Task >>
Write out, unaltered, each line from the top of the records below down to the line where "pub mod utils;" appears, that line included.

[Dataset entries]
★ ★ ★ ★ ★ ★ ★
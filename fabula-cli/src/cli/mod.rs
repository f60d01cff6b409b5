//! CLI module for the fabula binary
//!
//! Argument parsing lives in [`parser`], one file per subcommand in
//! [`commands`], and shared terminal helpers in [`output`] and [`utils`].

pub mod commands;
pub mod output;
pub mod parser;
pub mod utils;
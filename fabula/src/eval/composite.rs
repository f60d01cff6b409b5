//! Composite evaluation across all five dimensions.
//!
//! [`CompositeEvaluator`] aligns events once, runs every [`Scorer`] over the
//! shared [`ScoringInput`], normalizes each result into a component score in
//! `[0, 1]` (or `None` when not applicable) and averages the available ones.
//!
//! | dimension     | component score                                              |
//! |---------------|--------------------------------------------------------------|
//! | characters    | F1                                                           |
//! | relationships | F1                                                           |
//! | sentiment     | F1                                                           |
//! | action_layer  | mean(complete-match ratio, mean of positive field accuracies) |
//! | text_span     | mean(boundary score, mean overlap)                           |
//!
//! Any dimension flagged `reference_incomplete` scores `None`. A scorer that
//! fails is recorded as [`DimensionResult::Failed`] and scores `None`; the
//! other dimensions are unaffected.
//!
//! # Example
//!
//! ```rust
//! use fabula::eval::composite::CompositeEvaluator;
//! use fabula::eval::types::Dimension;
//! use fabula::{Character, Document};
//!
//! let reference = Document::new().with_characters(vec![
//!     Character::new("牛郎"),
//!     Character::new("织女"),
//! ]);
//! let candidate = Document::new().with_characters(vec![Character::new("牛郎")]);
//!
//! let result = CompositeEvaluator::default().evaluate(&candidate, &reference, None);
//! let characters = result.component(Dimension::Characters).unwrap();
//! assert!((characters - 2.0 / 3.0).abs() < 1e-9);
//! assert_eq!(result.overall_score, characters);
//! ```

use super::action::ActionLayerScorer;
use super::align::{align_events, AlignmentSummary};
use super::character::CharacterScorer;
use super::metrics::mean;
use super::relationship::RelationshipScorer;
use super::sentiment::SentimentScorer;
use super::text_span::TextSpanScorer;
use super::types::{Dimension, DimensionResult, Scorer, ScoringInput};
use crate::config::EvalConfig;
use crate::{Error, Result};
use fabula_core::Document;
use serde::{Deserialize, Serialize};
use std::collections::BTreeMap;
use std::fmt;

/// Which components contributed to the overall score.
#[derive(Debug, Clone, Default, PartialEq, Eq, Serialize, Deserialize)]
pub struct CompositeSummary {
    /// Components with a score.
    pub available: Vec<Dimension>,
    /// Components without a score (incomplete reference or failure).
    pub unavailable: Vec<Dimension>,
    /// Components whose scorer failed.
    pub failed: Vec<Dimension>,
}

/// Full result of one candidate/reference evaluation.
#[derive(Debug, Clone, PartialEq, Serialize, Deserialize)]
pub struct CompositeResult {
    /// Mean of the available component scores, 0.0 when none are available.
    pub overall_score: f64,
    /// Per-dimension score, `None` when not applicable.
    pub component_scores: BTreeMap<Dimension, Option<f64>>,
    /// Per-dimension detail.
    pub detailed_results: BTreeMap<Dimension, DimensionResult>,
    /// How events were aligned.
    pub alignment: AlignmentSummary,
    /// Available and unavailable components.
    pub summary: CompositeSummary,
}

impl CompositeResult {
    /// Score of one component.
    #[must_use]
    pub fn component(&self, dimension: Dimension) -> Option<f64> {
        self.component_scores.get(&dimension).copied().flatten()
    }

    /// Detailed result of one component.
    #[must_use]
    pub fn detail(&self, dimension: Dimension) -> Option<&DimensionResult> {
        self.detailed_results.get(&dimension)
    }

    /// Failed dimensions and their error messages.
    pub fn failures(&self) -> impl Iterator<Item = (Dimension, &str)> + '_ {
        self.detailed_results
            .iter()
            .filter_map(|(d, r)| r.error().map(|e| (*d, e)))
    }
}

/// Normalize one dimension result to `[0, 1]`, or `None` when not applicable.
#[must_use]
pub fn component_score(result: &DimensionResult) -> Option<f64> {
    if result.reference_incomplete() {
        return None;
    }
    match result {
        DimensionResult::Characters(r) => r.f1,
        DimensionResult::Relationships(r) => r.f1,
        DimensionResult::Sentiment(r) => r.f1,
        DimensionResult::ActionLayer(r) => {
            let complete = r.complete_match_ratio?;
            Some(match r.positive_field_mean() {
                Some(fields) => (complete + fields) / 2.0,
                None => complete,
            })
        }
        DimensionResult::TextSpan(r) => Some((r.boundary_score? + r.mean_overlap?) / 2.0),
        DimensionResult::Failed { .. } => None,
    }
}

/// Runs every dimension scorer and combines their results.
pub struct CompositeEvaluator {
    config: EvalConfig,
    scorers: Vec<Box<dyn Scorer>>,
}

impl fmt::Debug for CompositeEvaluator {
    fn fmt(&self, f: &mut fmt::Formatter<'_>) -> fmt::Result {
        f.debug_struct("CompositeEvaluator")
            .field("config", &self.config)
            .field(
                "scorers",
                &self.scorers.iter().map(|s| s.dimension()).collect::<Vec<_>>(),
            )
            .finish()
    }
}

impl Default for CompositeEvaluator {
    fn default() -> Self {
        Self::new(EvalConfig::default())
    }
}

impl CompositeEvaluator {
    /// The five standard scorers, configured from `config`.
    #[must_use]
    pub fn new(config: EvalConfig) -> Self {
        let scorers: Vec<Box<dyn Scorer>> = vec![
            Box::new(CharacterScorer::new()),
            Box::new(RelationshipScorer::new()),
            Box::new(SentimentScorer::new()),
            Box::new(ActionLayerScorer::new()),
            Box::new(TextSpanScorer::new(config.boundary_tolerance)),
        ];
        Self::with_scorers(config, scorers)
    }

    /// Custom scorer set. Later scorers replace earlier ones for the same
    /// dimension.
    #[must_use]
    pub fn with_scorers(config: EvalConfig, scorers: Vec<Box<dyn Scorer>>) -> Self {
        Self { config, scorers }
    }

    /// Configuration in use.
    #[must_use]
    pub fn config(&self) -> &EvalConfig {
        &self.config
    }

    /// Evaluate `candidate` against `reference`.
    ///
    /// `text` overrides the story text embedded in either document. Scorer
    /// failures are recorded in the result, never returned.
    #[must_use]
    pub fn evaluate(&self, candidate: &Document, reference: &Document, text: Option<&str>) -> CompositeResult {
        let alignment = align_events(&candidate.narrative_events, &reference.narrative_events);
        let input = ScoringInput::new(candidate, reference, &alignment, text);

        let mut detailed_results = BTreeMap::new();
        for scorer in &self.scorers {
            let dimension = scorer.dimension();
            let result = scorer.score(&input).unwrap_or_else(|e| {
                log::warn!("{} scorer failed: {}", dimension, e);
                DimensionResult::Failed {
                    error: e.to_string(),
                }
            });
            detailed_results.insert(dimension, result);
        }

        let component_scores: BTreeMap<Dimension, Option<f64>> = detailed_results
            .iter()
            .map(|(d, r)| (*d, component_score(r)))
            .collect();

        let mut summary = CompositeSummary::default();
        for (dimension, score) in &component_scores {
            if score.is_some() {
                summary.available.push(*dimension);
            } else {
                summary.unavailable.push(*dimension);
            }
        }
        summary.failed = detailed_results
            .iter()
            .filter(|(_, r)| r.error().is_some())
            .map(|(d, _)| *d)
            .collect();

        let overall_score = mean(component_scores.values().flatten().copied()).unwrap_or(0.0);
        log::debug!(
            "composite: overall={:.4} available={:?} unavailable={:?}",
            overall_score,
            summary.available,
            summary.unavailable
        );

        CompositeResult {
            overall_score,
            component_scores,
            detailed_results,
            alignment: alignment.summary(),
            summary,
        }
    }

    /// Like [`evaluate`](Self::evaluate), but a failing scorer is an error.
    pub fn evaluate_strict(
        &self,
        candidate: &Document,
        reference: &Document,
        text: Option<&str>,
    ) -> Result<CompositeResult> {
        let result = self.evaluate(candidate, reference, text);
        if let Some((dimension, error)) = result.failures().next() {
            return Err(Error::evaluation(format!("{} scorer failed: {}", dimension, error)));
        }
        Ok(result)
    }
}

#[cfg(test)]
mod tests {
    use super::*;
    use fabula_core::{ActionField, ActionLayer, Character, NarrativeEvent, Relationship};

    fn full_document() -> Document {
        Document::new()
            .with_text("牛郎放牛。织女织布。二人相会。")
            .with_characters(vec![
                Character::new("牛郎").with_archetype("Hero"),
                Character::new("织女").with_archetype("Lover"),
            ])
            .with_events(vec![
                NarrativeEvent::new()
                    .with_id("e1")
                    .with_time_order(1.0)
                    .with_span(0, 5)
                    .with_participants(&["牛郎"], &["牛"])
                    .with_action_layer(
                        ActionLayer::default()
                            .with(ActionField::Category, "Daily")
                            .with(ActionField::Status, "success"),
                    ),
                NarrativeEvent::new()
                    .with_id("e2")
                    .with_time_order(2.0)
                    .with_span(5, 15)
                    .with_participants(&["牛郎"], &["织女"])
                    .with_relationship(
                        Relationship::new("牛郎", "织女")
                            .with_levels("romantic", "lover")
                            .with_sentiment("romantic"),
                    ),
            ])
    }

    #[test]
    fn test_identical_documents_score_one() {
        let doc = full_document();
        let result = CompositeEvaluator::default().evaluate(&doc, &doc, None);
        for dimension in Dimension::ALL {
            assert_eq!(result.component(dimension), Some(1.0), "{}", dimension);
        }
        assert_eq!(result.overall_score, 1.0);
        assert_eq!(result.summary.available.len(), 5);
    }

    #[test]
    fn test_missing_text_isolated() {
        let mut doc = full_document();
        doc.source_info.text_content = None;
        let result = CompositeEvaluator::default().evaluate(&doc, &doc, None);
        assert_eq!(result.component(Dimension::TextSpan), None);
        assert!(result.detail(Dimension::TextSpan).unwrap().error().is_some());
        assert_eq!(result.summary.failed, vec![Dimension::TextSpan]);
        assert_eq!(result.component(Dimension::Characters), Some(1.0));
        assert_eq!(result.overall_score, 1.0);

        let err = CompositeEvaluator::default()
            .evaluate_strict(&doc, &doc, None)
            .unwrap_err();
        assert!(matches!(err, Error::Evaluation(_)));
    }

    #[test]
    fn test_explicit_text_wins() {
        let mut doc = full_document();
        doc.source_info.text_content = None;
        let result = CompositeEvaluator::default().evaluate(&doc, &doc, Some("牛郎放牛。织女织布。二人相会。"));
        assert_eq!(result.component(Dimension::TextSpan), Some(1.0));
    }

    #[test]
    fn test_all_null_gives_zero() {
        let empty = Document::new();
        let result = CompositeEvaluator::default().evaluate(&empty, &empty, None);
        assert_eq!(result.overall_score, 0.0);
        assert!(result.summary.available.is_empty());
        assert!(result.summary.failed.is_empty());
    }

    #[test]
    fn test_all_wrong_action_fields_use_complete_ratio() {
        let reference = Document::new().with_events(vec![NarrativeEvent::new()
            .with_id("e1")
            .with_action_layer(ActionLayer::default().with(ActionField::Status, "success"))]);
        let candidate = Document::new().with_events(vec![NarrativeEvent::new()
            .with_id("e1")
            .with_action_layer(ActionLayer::default().with(ActionField::Status, "failure"))]);
        let result = CompositeEvaluator::default().evaluate(&candidate, &reference, None);
        assert_eq!(result.component(Dimension::ActionLayer), Some(0.0));
    }

    #[test]
    fn test_partial_action_layer_component() {
        let reference = Document::new().with_events(vec![NarrativeEvent::new().with_id("e1").with_action_layer(
            ActionLayer::default()
                .with(ActionField::Category, "Physical & Conflict")
                .with(ActionField::Status, "success"),
        )]);
        let candidate = Document::new().with_events(vec![NarrativeEvent::new().with_id("e1").with_action_layer(
            ActionLayer::default()
                .with(ActionField::Category, "Physical & Conflict")
                .with(ActionField::Status, "failure"),
        )]);
        let result = CompositeEvaluator::default().evaluate(&candidate, &reference, None);
        // complete ratio 0.0, positive field mean 1.0 (status 0.0 excluded)
        assert_eq!(result.component(Dimension::ActionLayer), Some(0.5));
    }
}
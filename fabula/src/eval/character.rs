//! Character list scoring.
//!
//! Candidate characters are matched to reference characters by name or alias
//! (case-insensitive), each reference character consumed at most once. A
//! reference character's own name always outranks another character's alias,
//! and characters sharing a key are handed out in file order. On top
//! of the match counts, archetype labels are compared for matched pairs where
//! both sides carry one.

use super::matcher::{match_with_index, KeyIndex};
use super::metrics::{prf_from_counts, ratio};
use super::policy::{classify, classify_field, PolicyOutcome};
use super::types::{Dimension, DimensionResult, Scorer, ScoringInput};
use crate::Result;
use fabula_core::Character;
use serde::{Deserialize, Serialize};

/// One matched character pair.
#[derive(Debug, Clone, PartialEq, Eq, Serialize, Deserialize)]
pub struct CharacterMatch {
    /// Candidate name as written.
    pub candidate: String,
    /// Reference name as written.
    pub reference: String,
}

/// Character scorer output.
#[derive(Debug, Clone, Default, PartialEq, Serialize, Deserialize)]
pub struct CharacterResult {
    /// Matches / candidate characters. `None` when the reference is incomplete.
    pub precision: Option<f64>,
    /// Matches / reference characters.
    pub recall: Option<f64>,
    /// Harmonic mean of precision and recall.
    pub f1: Option<f64>,
    /// Matched characters.
    pub true_positives: usize,
    /// Candidate characters with no reference counterpart.
    pub false_positives: usize,
    /// Reference characters nobody matched.
    pub false_negatives: usize,
    /// Matched pairs in candidate order.
    pub matches: Vec<CharacterMatch>,
    /// Reference names nobody matched.
    pub missing_characters: Vec<String>,
    /// Candidate names with no match.
    pub extra_characters: Vec<String>,
    /// Correct archetypes / comparable archetypes.
    pub archetype_accuracy: Option<f64>,
    /// Matched pairs with equal archetypes.
    pub archetype_correct: usize,
    /// Matched pairs where both archetypes are present.
    pub archetype_total: usize,
    /// Matched pairs where only the reference has an archetype.
    pub archetype_missing: usize,
    /// The reference has no characters.
    pub reference_incomplete: bool,
}

/// Scores the top-level character list.
#[derive(Debug, Clone, Copy, Default)]
pub struct CharacterScorer;

fn normalize(name: &str) -> String {
    name.trim().to_lowercase()
}

fn name_key(character: &Character) -> String {
    normalize(&character.name)
}

fn alias_keys(character: &Character) -> Vec<String> {
    character
        .aliases()
        .map(normalize)
        .filter(|k| !k.is_empty())
        .collect()
}

/// Name first, then aliases in declaration order.
fn lookup_keys(character: &Character) -> Vec<String> {
    let mut keys = vec![name_key(character)];
    keys.extend(alias_keys(character));
    keys
}

impl CharacterScorer {
    /// Create a scorer.
    #[must_use]
    pub fn new() -> Self {
        Self
    }

    /// Score candidate characters against reference characters.
    #[must_use]
    pub fn score_characters(&self, candidate: &[Character], reference: &[Character]) -> CharacterResult {
        if !classify(candidate, reference).reference_present() {
            log::debug!(
                "characters: reference has no characters, {} candidate(s) reported as extra",
                candidate.len()
            );
            return CharacterResult {
                extra_characters: candidate.iter().map(|c| c.name.clone()).collect(),
                reference_incomplete: true,
                ..CharacterResult::default()
            };
        }

        let index = KeyIndex::pooled(reference, |c| [name_key(c)], alias_keys);
        let matching = match_with_index(candidate, &index, reference.len(), lookup_keys);

        let mut result = CharacterResult::default();
        for (c_idx, r_idx) in matching.matched_pairs() {
            let (cand, refr) = (&candidate[c_idx], &reference[r_idx]);
            result.matches.push(CharacterMatch {
                candidate: cand.name.clone(),
                reference: refr.name.clone(),
            });

            match classify_field(&cand.archetype, &refr.archetype, "archetype") {
                PolicyOutcome::Mismatch => {
                    result.archetype_total += 1;
                    if archetypes_equal(cand, refr) {
                        result.archetype_correct += 1;
                    }
                }
                PolicyOutcome::Missing => result.archetype_missing += 1,
                PolicyOutcome::Extra | PolicyOutcome::Matched => {}
            }
        }

        result.extra_characters = matching
            .unmatched_candidates()
            .map(|idx| candidate[idx].name.clone())
            .collect();
        result.missing_characters = matching
            .unmatched_references
            .iter()
            .map(|&idx| reference[idx].name.clone())
            .collect();

        result.true_positives = result.matches.len();
        result.false_positives = result.extra_characters.len();
        result.false_negatives = result.missing_characters.len();

        let prf = prf_from_counts(
            result.true_positives,
            result.false_positives,
            result.false_negatives,
        );
        result.precision = Some(prf.precision);
        result.recall = Some(prf.recall);
        result.f1 = Some(prf.f1);
        result.archetype_accuracy = ratio(result.archetype_correct, result.archetype_total);

        log::debug!(
            "characters: tp={} fp={} fn={} archetype {}/{}",
            result.true_positives,
            result.false_positives,
            result.false_negatives,
            result.archetype_correct,
            result.archetype_total
        );
        result
    }
}

fn archetypes_equal(candidate: &Character, reference: &Character) -> bool {
    match (&candidate.archetype, &reference.archetype) {
        (Some(c), Some(r)) => c.trim() == r.trim(),
        _ => false,
    }
}

impl Scorer for CharacterScorer {
    fn dimension(&self) -> Dimension {
        Dimension::Characters
    }

    fn score(&self, input: &ScoringInput<'_>) -> Result<DimensionResult> {
        Ok(DimensionResult::Characters(self.score_characters(
            &input.candidate.characters,
            &input.reference.characters,
        )))
    }
}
★ ★ ★ ★ ★ ★ ★
Task solution >>
filename fabula-cli/src/cli/mod.rs
repository f60d01cff6b409b5
//! CLI module for the fabula binary
//!
//! Argument parsing lives in [`parser`], one file per subcommand in
//! [`commands`], and shared terminal helpers in [`output`] and [`utils`].

pub mod commands;
pub mod output;
pub mod parser;
pub mod utils;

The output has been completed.